== Segment start ==

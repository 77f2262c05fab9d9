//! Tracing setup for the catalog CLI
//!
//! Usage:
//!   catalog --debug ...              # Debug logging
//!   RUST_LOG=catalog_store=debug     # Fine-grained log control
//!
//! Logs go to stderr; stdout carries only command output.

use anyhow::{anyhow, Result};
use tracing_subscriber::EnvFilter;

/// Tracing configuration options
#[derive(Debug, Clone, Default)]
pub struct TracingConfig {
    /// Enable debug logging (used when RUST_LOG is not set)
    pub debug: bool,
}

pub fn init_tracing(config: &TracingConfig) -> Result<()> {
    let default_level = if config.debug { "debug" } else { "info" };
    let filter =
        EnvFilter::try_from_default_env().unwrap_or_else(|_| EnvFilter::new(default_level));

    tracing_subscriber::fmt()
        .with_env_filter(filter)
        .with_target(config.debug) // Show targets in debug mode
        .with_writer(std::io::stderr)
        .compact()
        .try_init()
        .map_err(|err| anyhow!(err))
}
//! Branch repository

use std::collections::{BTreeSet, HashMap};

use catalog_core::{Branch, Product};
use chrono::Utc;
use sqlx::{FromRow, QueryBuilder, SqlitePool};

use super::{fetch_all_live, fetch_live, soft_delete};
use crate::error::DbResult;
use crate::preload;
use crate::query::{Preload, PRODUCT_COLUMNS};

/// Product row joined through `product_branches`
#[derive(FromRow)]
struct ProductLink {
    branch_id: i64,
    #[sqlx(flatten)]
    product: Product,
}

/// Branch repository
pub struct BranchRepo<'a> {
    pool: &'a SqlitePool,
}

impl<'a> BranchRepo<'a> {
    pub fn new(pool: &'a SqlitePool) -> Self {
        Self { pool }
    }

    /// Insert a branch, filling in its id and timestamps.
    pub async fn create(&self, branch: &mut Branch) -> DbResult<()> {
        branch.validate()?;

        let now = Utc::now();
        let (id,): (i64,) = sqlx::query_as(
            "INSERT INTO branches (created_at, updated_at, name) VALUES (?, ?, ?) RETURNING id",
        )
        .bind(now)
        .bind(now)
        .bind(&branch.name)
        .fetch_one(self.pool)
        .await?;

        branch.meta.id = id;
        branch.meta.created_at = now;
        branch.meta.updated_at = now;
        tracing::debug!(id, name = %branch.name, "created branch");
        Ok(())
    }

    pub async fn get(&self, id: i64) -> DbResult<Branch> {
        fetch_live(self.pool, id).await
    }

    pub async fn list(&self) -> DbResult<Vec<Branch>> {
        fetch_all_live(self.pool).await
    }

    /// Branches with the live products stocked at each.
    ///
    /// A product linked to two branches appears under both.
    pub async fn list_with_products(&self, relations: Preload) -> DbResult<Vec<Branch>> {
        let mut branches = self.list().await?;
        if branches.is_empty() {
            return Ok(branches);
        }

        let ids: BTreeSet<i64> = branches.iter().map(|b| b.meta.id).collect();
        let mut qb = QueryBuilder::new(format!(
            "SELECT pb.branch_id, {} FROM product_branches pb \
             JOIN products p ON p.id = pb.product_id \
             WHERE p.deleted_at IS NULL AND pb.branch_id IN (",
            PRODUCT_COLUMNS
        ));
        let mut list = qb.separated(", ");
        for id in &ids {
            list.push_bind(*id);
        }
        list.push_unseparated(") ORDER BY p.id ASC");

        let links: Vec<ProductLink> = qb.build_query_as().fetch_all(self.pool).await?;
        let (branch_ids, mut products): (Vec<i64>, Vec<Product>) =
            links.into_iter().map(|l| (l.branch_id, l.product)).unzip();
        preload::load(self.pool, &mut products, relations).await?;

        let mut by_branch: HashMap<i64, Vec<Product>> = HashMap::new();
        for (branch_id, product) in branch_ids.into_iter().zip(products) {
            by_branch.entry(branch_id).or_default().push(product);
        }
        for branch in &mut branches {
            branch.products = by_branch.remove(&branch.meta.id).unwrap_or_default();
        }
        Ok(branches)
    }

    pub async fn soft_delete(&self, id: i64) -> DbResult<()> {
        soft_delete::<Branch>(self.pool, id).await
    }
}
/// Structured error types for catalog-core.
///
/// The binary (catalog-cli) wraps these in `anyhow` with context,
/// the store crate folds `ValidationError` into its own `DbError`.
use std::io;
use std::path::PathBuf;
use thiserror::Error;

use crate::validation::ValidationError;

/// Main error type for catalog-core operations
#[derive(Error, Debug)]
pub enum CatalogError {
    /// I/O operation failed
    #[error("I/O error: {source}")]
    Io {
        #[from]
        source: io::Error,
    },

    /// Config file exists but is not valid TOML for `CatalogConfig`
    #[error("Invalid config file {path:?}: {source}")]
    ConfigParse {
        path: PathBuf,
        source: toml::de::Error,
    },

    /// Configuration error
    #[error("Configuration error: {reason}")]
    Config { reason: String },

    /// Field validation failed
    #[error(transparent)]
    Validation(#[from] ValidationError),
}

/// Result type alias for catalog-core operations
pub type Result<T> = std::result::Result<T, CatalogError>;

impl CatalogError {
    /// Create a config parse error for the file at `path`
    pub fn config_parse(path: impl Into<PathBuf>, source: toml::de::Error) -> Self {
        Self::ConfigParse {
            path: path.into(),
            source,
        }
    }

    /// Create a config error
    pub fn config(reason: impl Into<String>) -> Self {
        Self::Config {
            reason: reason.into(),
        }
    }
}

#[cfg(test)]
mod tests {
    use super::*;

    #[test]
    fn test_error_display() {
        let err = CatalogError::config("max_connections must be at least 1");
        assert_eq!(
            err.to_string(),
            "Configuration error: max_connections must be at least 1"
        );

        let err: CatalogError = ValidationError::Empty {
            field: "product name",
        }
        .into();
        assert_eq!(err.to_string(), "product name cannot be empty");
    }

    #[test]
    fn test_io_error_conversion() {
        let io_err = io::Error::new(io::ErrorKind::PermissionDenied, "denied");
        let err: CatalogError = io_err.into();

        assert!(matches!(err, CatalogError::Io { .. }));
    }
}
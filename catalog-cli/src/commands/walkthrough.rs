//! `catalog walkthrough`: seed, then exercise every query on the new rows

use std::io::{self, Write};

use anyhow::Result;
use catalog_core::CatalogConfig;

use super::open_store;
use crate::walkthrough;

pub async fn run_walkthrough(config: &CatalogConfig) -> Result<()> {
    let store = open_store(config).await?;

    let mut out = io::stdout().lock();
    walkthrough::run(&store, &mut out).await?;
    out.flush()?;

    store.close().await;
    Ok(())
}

== Segment end ==

Exercise requirements: Every line of the data above is to be copied out exactly.

Solution:
repository 77f2262c05fab9d9
//! Tracing setup for the catalog CLI
//!
//! Usage:
//!   catalog --debug ...              # Debug logging
//!   RUST_LOG=catalog_store=debug     # Fine-grained log control
//!
//! Logs go to stderr; stdout carries only command output.

use anyhow::{anyhow, Result};
use tracing_subscriber::EnvFilter;

/// Tracing configuration options
#[derive(Debug, Clone, Default)]
pub struct TracingConfig {
    /// Enable debug logging (used when RUST_LOG is not set)
    pub debug: bool,
}

pub fn init_tracing(config: &TracingConfig) -> Result<()> {
    let default_level = if config.debug { "debug" } else { "info" };
    let filter =
        EnvFilter::try_from_default_env().unwrap_or_else(|_| EnvFilter::new(default_level));

    tracing_subscriber::fmt()
        .with_env_filter(filter)
        .with_target(config.debug) // Show targets in debug mode
        .with_writer(std::io::stderr)
        .compact()
        .try_init()
        .map_err(|err| anyhow!(err))
}
//! Branch repository

use std::collections::{BTreeSet, HashMap};

use catalog_core::{Branch, Product};
use chrono::Utc;
use sqlx::{FromRow, QueryBuilder, SqlitePool};

use super::{fetch_all_live, fetch_live, soft_delete};
use crate::error::DbResult;
use crate::preload;
use crate::query::{Preload, PRODUCT_COLUMNS};

/// Product row joined through `product_branches`
#[derive(FromRow)]
struct ProductLink {
    branch_id: i64,
    #[sqlx(flatten)]
    product: Product,
}

/// Branch repository
pub struct BranchRepo<'a> {
    pool: &'a SqlitePool,
}

impl<'a> BranchRepo<'a> {
    pub fn new(pool: &'a SqlitePool) -> Self {
        Self { pool }
    }

    /// Insert a branch, filling in its id and timestamps.
    pub async fn create(&self, branch: &mut Branch) -> DbResult<()> {
        branch.validate()?;

        let now = Utc::now();
        let (id,): (i64,) = sqlx::query_as(
            "INSERT INTO branches (created_at, updated_at, name) VALUES (?, ?, ?) RETURNING id",
        )
        .bind(now)
        .bind(now)
        .bind(&branch.name)
        .fetch_one(self.pool)
        .await?;

        branch.meta.id = id;
        branch.meta.created_at = now;
        branch.meta.updated_at = now;
        tracing::debug!(id, name = %branch.name, "created branch");
        Ok(())
    }

    pub async fn get(&self, id: i64) -> DbResult<Branch> {
        fetch_live(self.pool, id).await
    }

    pub async fn list(&self) -> DbResult<Vec<Branch>> {
        fetch_all_live(self.pool).await
    }

    /// Branches with the live products stocked at each.
    ///
    /// A product linked to two branches appears under both.
    pub async fn list_with_products(&self, relations: Preload) -> DbResult<Vec<Branch>> {
        let mut branches = self.list().await?;
        if branches.is_empty() {
            return Ok(branches);
        }

        let ids: BTreeSet<i64> = branches.iter().map(|b| b.meta.id).collect();
        let mut qb = QueryBuilder::new(format!(
            "SELECT pb.branch_id, {} FROM product_branches pb \
             JOIN products p ON p.id = pb.product_id \
             WHERE p.deleted_at IS NULL AND pb.branch_id IN (",
            PRODUCT_COLUMNS
        ));
        let mut list = qb.separated(", ");
        for id in &ids {
            list.push_bind(*id);
        }
        list.push_unseparated(") ORDER BY p.id ASC");

        let links: Vec<ProductLink> = qb.build_query_as().fetch_all(self.pool).await?;
        let (branch_ids, mut products): (Vec<i64>, Vec<Product>) =
            links.into_iter().map(|l| (l.branch_id, l.product)).unzip();
        preload::load(self.pool, &mut products, relations).await?;

        let mut by_branch: HashMap<i64, Vec<Product>> = HashMap::new();
        for (branch_id, product) in branch_ids.into_iter().zip(products) {
            by_branch.entry(branch_id).or_default().push(product);
        }
        for branch in &mut branches {
            branch.products = by_branch.remove(&branch.meta.id).unwrap_or_default();
        }
        Ok(branches)
    }

    pub async fn soft_delete(&self, id: i64) -> DbResult<()> {
        soft_delete::<Branch>(self.pool, id).await
    }
}
/// Structured error types for catalog-core.
///
/// The binary (catalog-cli) wraps these in `anyhow` with context,
/// the store crate folds `ValidationError` into its own `DbError`.
use std::io;
use std::path::PathBuf;
use thiserror::Error;

use crate::validation::ValidationError;

/// Main error type for catalog-core operations
#[derive(Error, Debug)]
pub enum CatalogError {
    /// I/O operation failed
    #[error("I/O error: {source}")]
    Io {
        #[from]
        source: io::Error,
    },

    /// Config file exists but is not valid TOML for `CatalogConfig`
    #[error("Invalid config file {path:?}: {source}")]
    ConfigParse {
        path: PathBuf,
        source: toml::de::Error,
    },

    /// Configuration error
    #[error("Configuration error: {reason}")]
    Config { reason: String },

    /// Field validation failed
    #[error(transparent)]
    Validation(#[from] ValidationError),
}

/// Result type alias for catalog-core operations
pub type Result<T> = std::result::Result<T, CatalogError>;

impl CatalogError {
    /// Create a config parse error for the file at `path`
    pub fn config_parse(path: impl Into<PathBuf>, source: toml::de::Error) -> Self {
        Self::ConfigParse {
            path: path.into(),
            source,
        }
    }

    /// Create a config error
    pub fn config(reason: impl Into<String>) -> Self {
        Self::Config {
            reason: reason.into(),
        }
    }
}

#[cfg(test)]
mod tests {
    use super::*;

    #[test]
    fn test_error_display() {
        let err = CatalogError::config("max_connections must be at least 1");
        assert_eq!(
            err.to_string(),
            "Configuration error: max_connections must be at least 1"
        );

        let err: CatalogError = ValidationError::Empty {
            field: "product name",
        }
        .into();
        assert_eq!(err.to_string(), "product name cannot be empty");
    }

    #[test]
    fn test_io_error_conversion() {
        let io_err = io::Error::new(io::ErrorKind::PermissionDenied, "denied");
        let err: CatalogError = io_err.into();

        assert!(matches!(err, CatalogError::Io { .. }));
    }
}
filename catalog-cli/src/commands/walkthrough.rs
//! `catalog walkthrough`: seed, then exercise every query on the new rows

use std::io::{self, Write};

use anyhow::Result;
use catalog_core::CatalogConfig;

use super::open_store;
use crate::walkthrough;

pub async fn run_walkthrough(config: &CatalogConfig) -> Result<()> {
    let store = open_store(config).await?;

    let mut out = io::stdout().lock();
    walkthrough::run(&store, &mut out).await?;
    out.flush()?;

    store.close().await;
    Ok(())
}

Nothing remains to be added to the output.